Interesting thoughts. I think you may be correct about some of the reasons why the holding is worse on a significant downslope.

However, I disagree about "Why is there a steep slope?". In most of the situations where I have encountered a steep seabed slope it has not been related to the factors you mention (although this obviously possible), but rather due to the natural geography is the area. Some parts of the world the coastline becomes deep very quickly and this is also true of the anchorages.

Parts of Italy are an example where we have encountered some of our most pronounced sloping seabeds.

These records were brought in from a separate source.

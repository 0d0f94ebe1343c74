//! Versioned schema migrations
//!
//! Column additions are handled by schema sync. Anything else (indexes,
//! data rewrites, type changes) is a numbered migration recorded in
//! `schema_version`. Migrations must be idempotent and must never be edited
//! once released; add a new one instead.

use crate::Result;
use sqlx::SqlitePool;
use tracing::{info, warn};

/// Current schema version
///
/// Increment when adding a migration.
pub const CURRENT_SCHEMA_VERSION: i32 = 1;

pub async fn create_schema_version_table(pool: &SqlitePool) -> Result<()> {
    sqlx::query(
        r#"
        CREATE TABLE IF NOT EXISTS schema_version (
            version INTEGER PRIMARY KEY,
            applied_at TEXT NOT NULL DEFAULT CURRENT_TIMESTAMP
        )
        "#,
    )
    .execute(pool)
    .await?;
    Ok(())
}

/// Latest applied version, 0 for a fresh database
pub async fn get_schema_version(pool: &SqlitePool) -> Result<i32> {
    let version: Option<i32> =
        sqlx::query_scalar("SELECT MAX(version) FROM schema_version")
            .fetch_one(pool)
            .await?;
    Ok(version.unwrap_or(0))
}

async fn set_schema_version(pool: &SqlitePool, version: i32) -> Result<()> {
    sqlx::query("INSERT OR IGNORE INTO schema_version (version) VALUES (?)")
        .bind(version)
        .execute(pool)
        .await?;
    Ok(())
}

/// Run all pending migrations
pub async fn run_migrations(pool: &SqlitePool) -> Result<()> {
    create_schema_version_table(pool).await?;
    let current_version = get_schema_version(pool).await?;

    if current_version == CURRENT_SCHEMA_VERSION {
        info!("Database schema is up to date (v{})", current_version);
        return Ok(());
    }

    if current_version > CURRENT_SCHEMA_VERSION {
        warn!(
            "Database schema version ({}) is newer than code version ({}); continuing",
            current_version, CURRENT_SCHEMA_VERSION
        );
        return Ok(());
    }

    info!(
        "Running database migrations: v{} -> v{}",
        current_version, CURRENT_SCHEMA_VERSION
    );

    if current_version < 1 {
        migrate_v1(pool).await?;
        set_schema_version(pool, 1).await?;
        info!("Migration v1 completed");
    }

    Ok(())
}

/// Migration v1: lookup indexes for the read paths
///
/// - audio name lookup during CSV import
/// - newest-first audio listing
/// - per-audio transcription and feedback reads
async fn migrate_v1(pool: &SqlitePool) -> Result<()> {
    let statements = [
        "CREATE INDEX IF NOT EXISTS idx_audios_audio_name ON audios (audio_name)",
        "CREATE INDEX IF NOT EXISTS idx_audios_created_at ON audios (created_at)",
        "CREATE INDEX IF NOT EXISTS idx_transcriptions_audio_id ON transcriptions (audio_id)",
        "CREATE INDEX IF NOT EXISTS idx_feedback_audio_id ON feedback (audio_id, created_at)",
    ];

    for sql in statements {
        sqlx::query(sql).execute(pool).await?;
    }
    Ok(())
}

#[cfg(test)]
mod tests {
    use super::*;
    use crate::db::table_schemas::sync_all_table_schemas;
    use sqlx::sqlite::SqlitePoolOptions;

    async fn schema_pool() -> SqlitePool {
        let pool = SqlitePoolOptions::new()
            .max_connections(1)
            .connect("sqlite::memory:")
            .await
            .unwrap();
        sync_all_table_schemas(&pool).await.unwrap();
        pool
    }

    #[tokio::test]
    async fn test_fresh_database_reaches_current_version() {
        let pool = schema_pool().await;
        run_migrations(&pool).await.unwrap();
        assert_eq!(get_schema_version(&pool).await.unwrap(), CURRENT_SCHEMA_VERSION);

        let index_count: i64 = sqlx::query_scalar(
            "SELECT COUNT(*) FROM sqlite_master WHERE type = 'index' AND name LIKE 'idx_%'",
        )
        .fetch_one(&pool)
        .await
        .unwrap();
        assert_eq!(index_count, 4);
    }

    #[tokio::test]
    async fn test_migrations_are_idempotent() {
        let pool = schema_pool().await;
        run_migrations(&pool).await.unwrap();
        run_migrations(&pool).await.unwrap();

        let rows: i64 = sqlx::query_scalar("SELECT COUNT(*) FROM schema_version")
            .fetch_one(&pool)
            .await
            .unwrap();
        assert_eq!(rows, 1);
    }
}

Typically there is no dredging, tides or river outflows involved. It can be over a 1,000m deep less than couple of miles from the shoreline in some areas. This rapid change in depth is reflected in the topography of the anchorages. Some other cruising grounds are similar.
First, unless it is a severe slope (channel edge), the slope is typically quite small. Perhaps 3 feet in 200 feet, or 1.5%. At 5:1 scope this is less than 10% of the angle, and at 10: scope the chain is probably staying on the bottom (zero bottom angle) both ways. Not a zero effect, but minor.
Once again, this depends on location. Some coastlines are very flat. A 3 foot drop in 200 feet is quite sedate. The recommended anchorage at the island where I am currently anchored (in the Caribbean where steep sloping anchorages are rare) is nothing remarkable, but the slope is 4.5° (a slope of 13 to 1, or a 15 foot drop over 200 feet) using Navionics data.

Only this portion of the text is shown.